■ INSTRUCTIONS TO FOLLOW ■
Pull each line holding "push" out of the entries below.

■ EXERCISE INPUTS ■
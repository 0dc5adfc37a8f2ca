use log::warn;

use super::error::ProbeFailure;

/// One way of obtaining a reading.
pub trait Strategy<T>: Send + Sync {
    fn name(&self) -> &'static str;

    /// `Err` means the strategy structurally failed: the query errored or
    /// matched nothing. A legitimate zero reading must be returned as `Ok`.
    fn attempt(&self) -> Result<T, ProbeFailure>;
}

/// Ordered list of strategies, tried front to back until one succeeds.
pub struct FallbackChain<T> {
    strategies: Vec<Box<dyn Strategy<T>>>,
}

impl<T> FallbackChain<T> {
    pub fn new() -> Self {
        FallbackChain {
            strategies: Vec::new(),
        }
    }

    pub fn then(mut self, strategy: impl Strategy<T> + 'static) -> Self {
        self.strategies.push(Box::new(strategy));
        self
    }

    pub fn len(&self) -> usize {
        self.strategies.len()
    }

    pub fn is_empty(&self) -> bool {
        self.strategies.is_empty()
    }

    /// Runs the chain and returns the value with the name of the strategy
    /// that produced it.
    pub fn run(&self) -> Result<(&'static str, T), ProbeFailure> {
        let mut attempts = Vec::with_capacity(self.strategies.len());
        for (position, strategy) in self.strategies.iter().enumerate() {
            match strategy.attempt() {
                Ok(value) => return Ok((strategy.name(), value)),
                Err(failure) => {
                    if position + 1 < self.strategies.len() {
                        warn!("{} failed ({}), falling back", strategy.name(), failure);
                    }
                    attempts.push(format!("{}: {}", strategy.name(), failure));
                }
            }
        }
        Err(ProbeFailure::Exhausted(attempts))
    }
}

impl<T> Default for FallbackChain<T> {
    fn default() -> Self {
        Self::new()
    }
}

■ TASK OUTPUT ■
        self.strategies.push(Box::new(strategy));
                    attempts.push(format!("{}: {}", strategy.name(), failure));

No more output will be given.